== Segment start ==
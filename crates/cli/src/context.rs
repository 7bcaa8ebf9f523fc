use crate::cli::Cli;
use anyhow::{Context, Result};
use scorebook_core::indexer::scan_with;
use scorebook_core::{enrich, paths, CacheStore, Run, ScanOptions, SettingsStore};
use std::path::PathBuf;

/// Everything a command needs, resolved from flags and stored settings.
pub struct AppContext {
    pub settings: SettingsStore,
    stats_dir: Option<PathBuf>,
    pub cache: CacheStore,
    pub scan_options: ScanOptions,
}

impl AppContext {
    pub fn from_cli(cli: &Cli) -> Result<Self> {
        let settings = match &cli.settings {
            Some(path) => SettingsStore::open(path),
            None => SettingsStore::open_default().context("cannot locate settings file")?,
        };

        let cache_dir = match &cli.cache_dir {
            Some(dir) => dir.clone(),
            None => paths::default_cache_dir().context("cannot locate a cache directory")?,
        };

        let mut scan_options = settings.scan_options();
        if let Some(gap) = cli.gap {
            scan_options.session_gap_minutes = gap;
        }

        Ok(Self {
            stats_dir: cli.stats_dir.clone().or_else(|| settings.stats_path()),
            settings,
            cache: CacheStore::new(cache_dir),
            scan_options,
        })
    }

    pub fn stats_dir(&self) -> Result<&PathBuf> {
        self.stats_dir
            .as_ref()
            .context("no stats directory: pass --stats-dir or `config set stats_path <dir>`")
    }

    /// Scan, segment and enrich.
    pub fn load_history(&self) -> Result<Vec<Run>> {
        let dir = self.stats_dir()?;
        let history = scan_with(dir, &self.cache, &self.scan_options)
            .with_context(|| format!("scanning {}", dir.display()))?;
        Ok(enrich(history))
    }
}
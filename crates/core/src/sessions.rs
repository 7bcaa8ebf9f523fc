// crates/core/src/sessions.rs
//! Session segmentation: clusters of runs separated by an idle gap.

use crate::types::Run;
use chrono::Duration;

/// Default idle gap (minutes) that starts a new session.
pub const DEFAULT_SESSION_GAP_MINUTES: u32 = 30;

/// Sort `runs` by timestamp and assign session ids.
///
/// Ids start at 0 and increase by one whenever the gap to the previous run
/// is strictly greater than `gap_minutes`. The sort is stable, so runs with
/// equal timestamps keep their relative order.
pub fn assign_sessions(runs: &mut [Run], gap_minutes: u32) {
    runs.sort_by(|a, b| a.timestamp.cmp(&b.timestamp));

    let gap = Duration::minutes(i64::from(gap_minutes));
    let mut session_id: u32 = 0;
    let mut previous = None;

    for run in runs.iter_mut() {
        if let Some(prev) = previous {
            if run.timestamp - prev > gap {
                session_id += 1;
            }
        }
        run.session_id = session_id;
        previous = Some(run.timestamp);
    }
}

/// The runs belonging to one session, in chronological order.
pub fn session_runs(history: &[Run], session_id: u32) -> Vec<Run> {
    let mut runs: Vec<Run> = history
        .iter()
        .filter(|r| r.session_id == session_id)
        .cloned()
        .collect();
    runs.sort_by(|a, b| a.timestamp.cmp(&b.timestamp));
    runs
}

/// Highest session id in the history, if any.
pub fn latest_session_id(history: &[Run]) -> Option<u32> {
    history.iter().map(|r| r.session_id).max()
}

#[cfg(test)]
mod tests {
    use super::*;
    use chrono::{NaiveDate, NaiveDateTime};

    fn t0() -> NaiveDateTime {
        NaiveDate::from_ymd_opt(2025, 1, 10)
            .unwrap()
            .and_hms_opt(18, 0, 0)
            .unwrap()
    }

    fn run_at(minutes: i64) -> Run {
        Run::new("Gridshot", 30.0, 100.0, t0() + Duration::minutes(minutes))
    }

    fn ids(runs: &[Run]) -> Vec<u32> {
        runs.iter().map(|r| r.session_id).collect()
    }

    #[test]
    fn test_gap_over_threshold_starts_new_session() {
        let mut runs = vec![run_at(0), run_at(10), run_at(40)];
        assign_sessions(&mut runs, 30);
        assert_eq!(ids(&runs), vec![0, 0, 1]);
    }

    #[test]
    fn test_gap_equal_to_threshold_keeps_session() {
        let mut runs = vec![run_at(0), run_at(30), run_at(61)];
        assign_sessions(&mut runs, 30);
        assert_eq!(ids(&runs), vec![0, 0, 1]);
    }

    #[test]
    fn test_unsorted_input_is_sorted_first() {
        let mut runs = vec![run_at(200), run_at(0), run_at(100), run_at(5)];
        assign_sessions(&mut runs, 30);
        assert_eq!(ids(&runs), vec![0, 0, 1, 2]);
        assert!(runs.windows(2).all(|w| w[0].timestamp <= w[1].timestamp));
    }

    #[test]
    fn test_empty_history_is_noop() {
        let mut runs: Vec<Run> = Vec::new();
        assign_sessions(&mut runs, 30);
        assert!(runs.is_empty());
    }

    #[test]
    fn test_session_runs_and_latest() {
        let mut runs = vec![run_at(0), run_at(10), run_at(90), run_at(95)];
        assign_sessions(&mut runs, DEFAULT_SESSION_GAP_MINUTES);
        assert_eq!(session_runs(&runs, 1).len(), 2);
        assert_eq!(latest_session_id(&runs), Some(1));
        assert_eq!(latest_session_id(&[]), None);
    }
}
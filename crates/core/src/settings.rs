// crates/core/src/settings.rs
//! Persisted user settings.
//!
//! The file is a JSON object:
//!
//! ```json
//! {
//!   "config_version": 2,
//!   "global": { "stats_path": "", "session_gap": 30, ... },
//!   "scenarios": { "Gridshot": { "flow_window": 8 } },
//!   "favorites": ["Gridshot"]
//! }
//! ```
//!
//! On load the user file is deep-merged into the defaults, so keys added in
//! later versions always exist. Lookups check the scenario override first,
//! then the global section. Every setter writes the file immediately.

use crate::analyzer::DEFAULT_FLOW_WINDOW;
use crate::error::SettingsError;
use crate::indexer::ScanOptions;
use crate::parser::ParseOptions;
use crate::paths;
use crate::sessions::DEFAULT_SESSION_GAP_MINUTES;
use crate::types::DEFAULT_RUN_DURATION_SECS;
use serde::de::DeserializeOwned;
use serde_json::{json, Map, Value};
use std::path::{Path, PathBuf};
use tracing::{debug, warn};

pub const CONFIG_VERSION: u64 = 2;

pub const KEY_STATS_PATH: &str = "stats_path";
pub const KEY_SESSION_GAP: &str = "session_gap";
pub const KEY_FLOW_WINDOW: &str = "flow_window";
pub const KEY_STACK_PBS: &str = "session_stack_pbs";
pub const KEY_FALLBACK_DURATION: &str = "fallback_duration_secs";

fn default_settings() -> Map<String, Value> {
    let defaults = json!({
        "config_version": CONFIG_VERSION,
        "global": {
            KEY_STATS_PATH: "",
            KEY_SESSION_GAP: DEFAULT_SESSION_GAP_MINUTES,
            KEY_FLOW_WINDOW: DEFAULT_FLOW_WINDOW,
            KEY_STACK_PBS: false,
            KEY_FALLBACK_DURATION: DEFAULT_RUN_DURATION_SECS,
        },
        "scenarios": {},
        "favorites": [],
    });
    match defaults {
        Value::Object(map) => map,
        _ => Map::new(),
    }
}

/// Recursively merge `user` into `base`: objects merge key by key, anything
/// else replaces.
pub fn deep_merge(base: &mut Map<String, Value>, user: Map<String, Value>) {
    for (key, value) in user {
        match (base.get_mut(&key), value) {
            (Some(Value::Object(existing)), Value::Object(incoming)) => deep_merge(existing, incoming),
            (_, value) => {
                base.insert(key, value);
            }
        }
    }
}

/// The object stored under `key`, replacing a missing or non-object value.
fn object_entry<'a>(map: &'a mut Map<String, Value>, key: &str) -> &'a mut Map<String, Value> {
    let entry = map
        .entry(key.to_string())
        .or_insert_with(|| Value::Object(Map::new()));
    if !entry.is_object() {
        *entry = Value::Object(Map::new());
    }
    match entry {
        Value::Object(inner) => inner,
        _ => unreachable!("entry was just made an object"),
    }
}

/// Settings file handle plus the merged in-memory document.
#[derive(Debug, Clone)]
pub struct SettingsStore {
    path: PathBuf,
    doc: Map<String, Value>,
}

impl SettingsStore {
    /// Open the per-user settings file.
    pub fn open_default() -> Result<Self, SettingsError> {
        let path = paths::settings_path().ok_or(SettingsError::HomeDirNotFound)?;
        Ok(Self::open(path))
    }

    /// Open `path`, falling back to defaults when it is missing or corrupt.
    pub fn open(path: impl Into<PathBuf>) -> Self {
        let path = path.into();
        let mut doc = default_settings();
        match std::fs::read_to_string(&path) {
            Ok(contents) => match serde_json::from_str::<Value>(&contents) {
                Ok(Value::Object(user)) => deep_merge(&mut doc, user),
                Ok(_) => warn!(path = %path.display(), "Settings file is not an object, using defaults"),
                Err(e) => warn!(path = %path.display(), error = %e, "Corrupt settings file, using defaults"),
            },
            Err(e) if e.kind() == std::io::ErrorKind::NotFound => {
                debug!(path = %path.display(), "No settings file yet");
            }
            Err(e) => warn!(path = %path.display(), error = %e, "Cannot read settings file, using defaults"),
        }
        Self { path, doc }
    }

    pub fn path(&self) -> &Path {
        &self.path
    }

    /// Write the document to disk, creating the parent directory if needed.
    pub fn save(&self) -> Result<(), SettingsError> {
        if let Some(parent) = self.path.parent() {
            std::fs::create_dir_all(parent).map_err(|e| SettingsError::Io {
                path: parent.to_path_buf(),
                source: e,
            })?;
        }
        let json = serde_json::to_string_pretty(&self.doc).map_err(|e| SettingsError::Serialize {
            path: self.path.clone(),
            message: e.to_string(),
        })?;
        std::fs::write(&self.path, json).map_err(|e| SettingsError::Io {
            path: self.path.clone(),
            source: e,
        })
    }

    fn section(&self, name: &str) -> Option<&Map<String, Value>> {
        self.doc.get(name).and_then(Value::as_object)
    }

    fn section_mut(&mut self, name: &str) -> &mut Map<String, Value> {
        object_entry(&mut self.doc, name)
    }

    /// Raw lookup: scenario override first, then global.
    pub fn get(&self, key: &str, scenario: Option<&str>) -> Option<&Value> {
        let scenario_value = scenario.and_then(|name| {
            self.section("scenarios")
                .and_then(|s| s.get(name))
                .and_then(|s| s.get(key))
        });
        scenario_value.or_else(|| self.section("global").and_then(|g| g.get(key)))
    }

    /// Typed lookup. A value of the wrong shape reads as absent.
    pub fn get_as<T: DeserializeOwned>(&self, key: &str, scenario: Option<&str>) -> Option<T> {
        self.get(key, scenario)
            .and_then(|v| serde_json::from_value(v.clone()).ok())
    }

    pub fn set_global(&mut self, key: &str, value: impl Into<Value>) -> Result<(), SettingsError> {
        self.section_mut("global").insert(key.to_string(), value.into());
        self.save()
    }

    pub fn set_scenario(
        &mut self,
        scenario: &str,
        key: &str,
        value: impl Into<Value>,
    ) -> Result<(), SettingsError> {
        let scenarios = self.section_mut("scenarios");
        object_entry(scenarios, scenario).insert(key.to_string(), value.into());
        self.save()
    }

    // ------------------------------------------------------------------------
    // Typed accessors
    // ------------------------------------------------------------------------

    /// Configured stats directory; `None` when unset or blank.
    pub fn stats_path(&self) -> Option<PathBuf> {
        self.get_as::<String>(KEY_STATS_PATH, None)
            .filter(|s| !s.trim().is_empty())
            .map(PathBuf::from)
    }

    pub fn session_gap_minutes(&self) -> u32 {
        self.get_as(KEY_SESSION_GAP, None)
            .unwrap_or(DEFAULT_SESSION_GAP_MINUTES)
    }

    pub fn flow_window(&self, scenario: Option<&str>) -> usize {
        self.get_as(KEY_FLOW_WINDOW, scenario)
            .filter(|w: &usize| *w > 0)
            .unwrap_or(DEFAULT_FLOW_WINDOW)
    }

    pub fn stack_pbs(&self) -> bool {
        self.get_as(KEY_STACK_PBS, None).unwrap_or(false)
    }

    pub fn fallback_duration_secs(&self) -> f64 {
        self.get_as(KEY_FALLBACK_DURATION, None)
            .filter(|d: &f64| *d > 0.0)
            .unwrap_or(DEFAULT_RUN_DURATION_SECS)
    }

    /// Scan options assembled from the stored settings.
    pub fn scan_options(&self) -> ScanOptions {
        ScanOptions {
            session_gap_minutes: self.session_gap_minutes(),
            parse: ParseOptions {
                fallback_duration_secs: self.fallback_duration_secs(),
                ..ParseOptions::default()
            },
        }
    }

    // ------------------------------------------------------------------------
    // Favorites
    // ------------------------------------------------------------------------

    pub fn favorites(&self) -> Vec<String> {
        self.doc
            .get("favorites")
            .and_then(Value::as_array)
            .map(|items| {
                items
                    .iter()
                    .filter_map(|v| v.as_str().map(str::to_string))
                    .collect()
            })
            .unwrap_or_default()
    }

    pub fn is_favorite(&self, scenario: &str) -> bool {
        self.favorites().iter().any(|f| f == scenario)
    }

    /// Add a favorite. Saves only when something changed.
    pub fn add_favorite(&mut self, scenario: &str) -> Result<(), SettingsError> {
        let mut favorites = self.favorites();
        if favorites.iter().any(|f| f == scenario) {
            return Ok(());
        }
        favorites.push(scenario.to_string());
        self.set_favorites(favorites)
    }

    /// Remove a favorite. Saves only when something changed.
    pub fn remove_favorite(&mut self, scenario: &str) -> Result<(), SettingsError> {
        let mut favorites = self.favorites();
        let before = favorites.len();
        favorites.retain(|f| f != scenario);
        if favorites.len() == before {
            return Ok(());
        }
        self.set_favorites(favorites)
    }

    fn set_favorites(&mut self, favorites: Vec<String>) -> Result<(), SettingsError> {
        self.doc.insert("favorites".to_string(), json!(favorites));
        self.save()
    }
}

#[cfg(test)]
mod tests {
    use super::*;
    use pretty_assertions::assert_eq;
    use tempfile::TempDir;

    fn object(value: Value) -> Map<String, Value> {
        match value {
            Value::Object(map) => map,
            _ => panic!("not an object"),
        }
    }

    #[test]
    fn test_deep_merge_keeps_new_defaults() {
        let mut base = object(json!({"global": {"a": 1, "b": 2}, "list": [1]}));
        deep_merge(&mut base, object(json!({"global": {"b": 3}, "list": [9, 9]})));
        assert_eq!(
            Value::Object(base),
            json!({"global": {"a": 1, "b": 3}, "list": [9, 9]})
        );
    }

    #[test]
    fn test_missing_file_gives_defaults() {
        let dir = TempDir::new().unwrap();
        let store = SettingsStore::open(dir.path().join("settings.json"));
        assert_eq!(store.session_gap_minutes(), DEFAULT_SESSION_GAP_MINUTES);
        assert_eq!(store.flow_window(None), DEFAULT_FLOW_WINDOW);
        assert!(!store.stack_pbs());
        assert_eq!(store.stats_path(), None);
        assert_eq!(store.fallback_duration_secs(), DEFAULT_RUN_DURATION_SECS);
    }

    #[test]
    fn test_user_file_merged_into_defaults() {
        let dir = TempDir::new().unwrap();
        let path = dir.path().join("settings.json");
        std::fs::write(
            &path,
            r#"{"global": {"session_gap": 45, "stats_path": "/games/stats"}, "theme": "dark"}"#,
        )
        .unwrap();

        let store = SettingsStore::open(&path);
        assert_eq!(store.session_gap_minutes(), 45);
        assert_eq!(store.stats_path(), Some(PathBuf::from("/games/stats")));
        // Untouched default still present
        assert_eq!(store.flow_window(None), DEFAULT_FLOW_WINDOW);
        assert_eq!(store.get("theme", None), None);
    }

    #[test]
    fn test_corrupt_file_gives_defaults() {
        let dir = TempDir::new().unwrap();
        let path = dir.path().join("settings.json");
        std::fs::write(&path, "{ nope").unwrap();
        let store = SettingsStore::open(&path);
        assert_eq!(store.session_gap_minutes(), DEFAULT_SESSION_GAP_MINUTES);
    }

    #[test]
    fn test_scenario_override_wins() {
        let dir = TempDir::new().unwrap();
        let mut store = SettingsStore::open(dir.path().join("settings.json"));
        store.set_global(KEY_FLOW_WINDOW, 7).unwrap();
        store.set_scenario("Gridshot", KEY_FLOW_WINDOW, 3).unwrap();

        assert_eq!(store.flow_window(Some("Gridshot")), 3);
        assert_eq!(store.flow_window(Some("Sixshot")), 7);
        assert_eq!(store.flow_window(None), 7);
    }

    #[test]
    fn test_setters_persist() {
        let dir = TempDir::new().unwrap();
        let path = dir.path().join("nested").join("settings.json");
        let mut store = SettingsStore::open(&path);
        store.set_global(KEY_STACK_PBS, true).unwrap();
        store.set_global(KEY_SESSION_GAP, 20).unwrap();

        let reopened = SettingsStore::open(&path);
        assert!(reopened.stack_pbs());
        assert_eq!(reopened.scan_options().session_gap_minutes, 20);
    }

    #[test]
    fn test_favorites() {
        let dir = TempDir::new().unwrap();
        let path = dir.path().join("settings.json");
        let mut store = SettingsStore::open(&path);
        store.add_favorite("Gridshot").unwrap();
        store.add_favorite("Gridshot").unwrap();
        store.add_favorite("Sixshot").unwrap();
        assert_eq!(store.favorites(), vec!["Gridshot", "Sixshot"]);

        store.remove_favorite("Gridshot").unwrap();
        store.remove_favorite("Missing").unwrap();
        let reopened = SettingsStore::open(&path);
        assert!(!reopened.is_favorite("Gridshot"));
        assert!(reopened.is_favorite("Sixshot"));
    }

    #[test]
    fn test_wrong_type_reads_as_default() {
        let dir = TempDir::new().unwrap();
        let path = dir.path().join("settings.json");
        std::fs::write(&path, r#"{"global": {"session_gap": "soon", "flow_window": 0}}"#).unwrap();
        let store = SettingsStore::open(&path);
        assert_eq!(store.session_gap_minutes(), DEFAULT_SESSION_GAP_MINUTES);
        assert_eq!(store.flow_window(None), DEFAULT_FLOW_WINDOW);
    }
}
use anyhow::Context;
use clap::Parser;
use scorebook_observability::{init_tracing, TracingConfig};

mod cli;
mod commands;
mod context;
mod watch;

fn main() {
    if let Err(error) = run() {
        eprintln!("scorebook error: {error:#}");
        std::process::exit(1);
    }
}

fn run() -> anyhow::Result<()> {
    let cli = cli::Cli::parse();

    let mut tracing_config = TracingConfig {
        filter: cli.verbose.then(|| "warn,scorebook=debug,scorebook_core=debug".to_string()),
        json: cli.json_logs,
        log_dir: None,
    };
    if cli.log_file {
        tracing_config = tracing_config.with_default_log_dir();
    }
    let _guard = init_tracing(&tracing_config).context("failed to initialize logging")?;

    let ctx = context::AppContext::from_cli(&cli)?;
    commands::dispatch(cli.command, ctx)
}
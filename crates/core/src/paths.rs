//! Centralized path functions for all app storage locations.
//!
//! Everything else takes its directories as arguments; these are only the
//! per-user defaults.

use std::path::PathBuf;

const APP_DIR: &str = "scorebook";

/// App data root: `~/Library/Application Support/scorebook/` (macOS) or
/// `~/.local/share/scorebook/` (Linux).
pub fn app_data_dir() -> Option<PathBuf> {
    dirs::data_dir().map(|d| d.join(APP_DIR))
}

/// Default run cache directory: `<app_cache_dir>/`.
///
/// Holds `history.json` and `file_info.json`.
pub fn default_cache_dir() -> Option<PathBuf> {
    dirs::cache_dir().map(|d| d.join(APP_DIR))
}

/// Settings file: `<app_data_dir>/settings.json`.
pub fn settings_path() -> Option<PathBuf> {
    app_data_dir().map(|d| d.join("settings.json"))
}

/// Rolling log directory: `<app_data_dir>/logs/`.
pub fn log_dir() -> Option<PathBuf> {
    app_data_dir().map(|d| d.join("logs"))
}
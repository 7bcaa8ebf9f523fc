// crates/core/src/cache.rs
//! Persisted run cache.
//!
//! Two JSON files live in an injected cache directory:
//! - `history.json`: every run parsed so far
//! - `file_info.json`: stat file path → modification time (Unix seconds)

use crate::error::CacheError;
use crate::types::Run;
use serde::Serialize;
use std::collections::BTreeMap;
use std::path::{Path, PathBuf};
use tracing::{debug, warn};

pub const HISTORY_FILE: &str = "history.json";
pub const FILE_INFO_FILE: &str = "file_info.json";

/// Stat file path → last-seen modification time in seconds.
pub type FileInfoMap = BTreeMap<String, f64>;

/// What a previous scan left behind.
#[derive(Debug, Clone, Default, PartialEq)]
pub struct CacheSnapshot {
    pub history: Vec<Run>,
    pub file_info: FileInfoMap,
}

/// Handle on the cache directory. Nothing is touched until load/save.
#[derive(Debug, Clone)]
pub struct CacheStore {
    dir: PathBuf,
}

impl CacheStore {
    pub fn new(dir: impl Into<PathBuf>) -> Self {
        Self { dir: dir.into() }
    }

    pub fn dir(&self) -> &Path {
        &self.dir
    }

    pub fn history_path(&self) -> PathBuf {
        self.dir.join(HISTORY_FILE)
    }

    pub fn file_info_path(&self) -> PathBuf {
        self.dir.join(FILE_INFO_FILE)
    }

    /// Load the cache, degrading to an empty snapshot on any problem.
    ///
    /// A missing cache is a normal cold start; a corrupt one is logged.
    pub fn load(&self) -> CacheSnapshot {
        match self.try_load() {
            Ok(snapshot) => snapshot,
            Err(CacheError::NotFound { path }) => {
                debug!(path = %path.display(), "No run cache yet, starting cold");
                CacheSnapshot::default()
            }
            Err(e) => {
                warn!(error = %e, "Ignoring unreadable run cache");
                CacheSnapshot::default()
            }
        }
    }

    /// Load the cache. Both files must exist for the history to be trusted.
    pub fn try_load(&self) -> Result<CacheSnapshot, CacheError> {
        let history_path = self.history_path();
        let info_path = self.file_info_path();
        if !history_path.exists() {
            return Err(CacheError::NotFound { path: history_path });
        }
        if !info_path.exists() {
            return Err(CacheError::NotFound { path: info_path });
        }

        let history: Vec<Run> = read_json(&history_path)?;
        let file_info: FileInfoMap = read_json(&info_path)?;
        Ok(CacheSnapshot { history, file_info })
    }

    /// Write both cache files, creating the directory if needed.
    pub fn save(&self, history: &[Run], file_info: &FileInfoMap) -> Result<(), CacheError> {
        std::fs::create_dir_all(&self.dir).map_err(|e| CacheError::io(&self.dir, e))?;
        write_json(&self.history_path(), history)?;
        write_json(&self.file_info_path(), file_info)?;
        Ok(())
    }
}

fn read_json<T: serde::de::DeserializeOwned>(path: &Path) -> Result<T, CacheError> {
    let contents = std::fs::read_to_string(path).map_err(|e| CacheError::io(path, e))?;
    serde_json::from_str(&contents).map_err(|e| CacheError::Corrupt {
        path: path.to_path_buf(),
        message: e.to_string(),
    })
}

/// Serialize to a sibling temp file, then rename over the target.
fn write_json<T: Serialize + ?Sized>(path: &Path, value: &T) -> Result<(), CacheError> {
    let json = serde_json::to_string(value).map_err(|e| CacheError::Serialize {
        path: path.to_path_buf(),
        message: e.to_string(),
    })?;
    let tmp = path.with_extension("json.tmp");
    std::fs::write(&tmp, json).map_err(|e| CacheError::io(&tmp, e))?;
    std::fs::rename(&tmp, path).map_err(|e| CacheError::io(path, e))?;
    Ok(())
}
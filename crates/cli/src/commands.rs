use crate::cli::{Commands, ConfigCommands, FamilyArgs, FavoriteCommands, SessionArgs, StatsArgs};
use crate::context::AppContext;
use crate::watch;
use anyhow::{bail, Context, Result};
use scorebook_core::activity::{daily_summaries, day_activity_curve, monthly_summaries, session_list};
use scorebook_core::modifiers::FamilyMember;
use scorebook_core::stats::{detailed_stats, profile_stats};
use scorebook_core::{analyze_session, latest_session_id, scenario_family, session_runs, Run};
use serde::Serialize;
use serde_json::{json, Value};
use tracing::info;

pub fn dispatch(command: Commands, mut ctx: AppContext) -> Result<()> {
    match command {
        Commands::Scan => scan(&ctx),
        Commands::Sessions { limit } => sessions(&ctx, limit),
        Commands::Session(args) => session(&ctx, &args),
        Commands::Family(args) => family(&ctx, &args),
        Commands::Stats(args) => stats(&ctx, &args),
        Commands::Profile => print_json(&profile_stats(&ctx.load_history()?)),
        Commands::Calendar { monthly } => {
            let history = ctx.load_history()?;
            if monthly {
                print_json(&monthly_summaries(&history))
            } else {
                print_json(&daily_summaries(&history))
            }
        }
        Commands::Day { date } => {
            let history = ctx.load_history()?;
            let runs: Vec<Run> = history
                .into_iter()
                .filter(|r| r.timestamp.date() == date)
                .collect();
            print_json(&json!({
                "date": date,
                "runs": runs.len(),
                "curve": day_activity_curve(&runs).to_vec(),
            }))
        }
        Commands::Favorite { action } => favorite(&mut ctx, action),
        Commands::Config { action } => config(&mut ctx, action),
        Commands::Watch => watch::run(&ctx),
    }
}

fn print_json<T: Serialize + ?Sized>(value: &T) -> Result<()> {
    let out = serde_json::to_string_pretty(value).context("serializing output")?;
    println!("{out}");
    Ok(())
}

fn scan(ctx: &AppContext) -> Result<()> {
    let history = ctx.load_history()?;
    let latest = latest_session_id(&history);
    info!(runs = history.len(), "Scan complete");
    print_json(&json!({
        "runs": history.len(),
        "sessions": latest.map_or(0, |id| id + 1),
        "latestSession": latest,
        "cacheDir": ctx.cache.dir(),
    }))
}

fn sessions(ctx: &AppContext, limit: Option<usize>) -> Result<()> {
    let mut list = session_list(&ctx.load_history()?);
    if let Some(limit) = limit {
        list.truncate(limit);
    }
    print_json(&list)
}

fn session(ctx: &AppContext, args: &SessionArgs) -> Result<()> {
    let history = ctx.load_history()?;
    let Some(id) = args.id.or_else(|| latest_session_id(&history)) else {
        bail!("no sessions recorded yet");
    };
    let runs = session_runs(&history, id);

    // A per-scenario flow window applies only when the session is one scenario
    let only_scenario = runs
        .first()
        .map(|r| r.scenario.as_str())
        .filter(|name| runs.iter().all(|r| r.scenario == *name));
    let flow_window = args
        .flow_window
        .unwrap_or_else(|| ctx.settings.flow_window(only_scenario));
    let stack_pbs = args.stack_pbs.unwrap_or_else(|| ctx.settings.stack_pbs());

    match analyze_session(&runs, &history, flow_window, stack_pbs) {
        Some(summary) => print_json(&summary),
        None => bail!("session {id} has no runs"),
    }
}

fn family(ctx: &AppContext, args: &FamilyArgs) -> Result<()> {
    let history = ctx.load_history()?;
    let family = scenario_family(&history, &args.base);
    if family.is_empty() {
        bail!("no runs for scenarios starting with {:?}", args.base);
    }
    match &args.axis {
        Some(axis) => {
            let members: Vec<&FamilyMember> = family.along_axis(axis, None);
            print_json(&json!({
                "base": family.base,
                "axis": axis,
                "kinds": family.kinds_for_axis(axis),
                "members": members,
            }))
        }
        None => print_json(&json!({
            "base": family.base,
            "axes": family.axes(),
            "members": family.members,
        })),
    }
}

fn stats(ctx: &AppContext, args: &StatsArgs) -> Result<()> {
    let history = ctx.load_history()?;
    let runs: Vec<Run> = history
        .into_iter()
        .filter(|r| r.scenario == args.scenario)
        .filter(|r| args.sens.map_or(true, |s| r.sens == s))
        .collect();
    match detailed_stats(&runs) {
        Some(stats) => print_json(&stats),
        None => bail!("no runs for {:?}", args.scenario),
    }
}

fn favorite(ctx: &mut AppContext, action: FavoriteCommands) -> Result<()> {
    match action {
        FavoriteCommands::Add { scenario } => ctx.settings.add_favorite(&scenario)?,
        FavoriteCommands::Remove { scenario } => ctx.settings.remove_favorite(&scenario)?,
        FavoriteCommands::List => {}
    }
    print_json(&ctx.settings.favorites())
}

fn config(ctx: &mut AppContext, action: ConfigCommands) -> Result<()> {
    match action {
        ConfigCommands::Show => {}
        ConfigCommands::Set { key, value, scenario } => {
            let value: Value = serde_json::from_str(&value).unwrap_or(Value::String(value));
            match scenario {
                Some(name) => ctx.settings.set_scenario(&name, &key, value)?,
                None => ctx.settings.set_global(&key, value)?,
            }
            info!(key = %key, path = %ctx.settings.path().display(), "Setting saved");
        }
    }
    print_json(&json!({
        "path": ctx.settings.path(),
        "statsPath": ctx.settings.stats_path(),
        "sessionGap": ctx.settings.session_gap_minutes(),
        "flowWindow": ctx.settings.flow_window(None),
        "stackPbs": ctx.settings.stack_pbs(),
        "fallbackDurationSecs": ctx.settings.fallback_duration_secs(),
        "favorites": ctx.settings.favorites(),
    }))
}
== Segment end ==
What the task requires:
Which lines above contain the word "order"? Copy each one.

Response to this exercise:
/// equal timestamps keep their relative order.
/// The runs belonging to one session, in chronological order.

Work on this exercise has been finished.